Stored data entries
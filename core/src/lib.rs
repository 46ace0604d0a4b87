pub mod network;
pub mod prober;
pub mod tool;

pub use prober::{Probe, Prober, check_status};
pub use tool::{ServerStatusTool, Tool};
//! End-to-end checks against real sockets on the loopback interface.

#[cfg(test)]
mod util;

#[cfg(test)]
mod prober {
    mod integration;
    mod tool;
}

> **WHAT TO PRODUCE**
Retype the records above so that nothing differs from the original.

> **ANSWER SECTION**
filename core/src/lib.rs
repository 46ace0604d0a4b87
pub mod network;
pub mod prober;
pub mod tool;

pub use prober::{Probe, Prober, check_status};
pub use tool::{ServerStatusTool, Tool};
//! End-to-end checks against real sockets on the loopback interface.

#[cfg(test)]
mod util;

#[cfg(test)]
mod prober {
    mod integration;
    mod tool;
}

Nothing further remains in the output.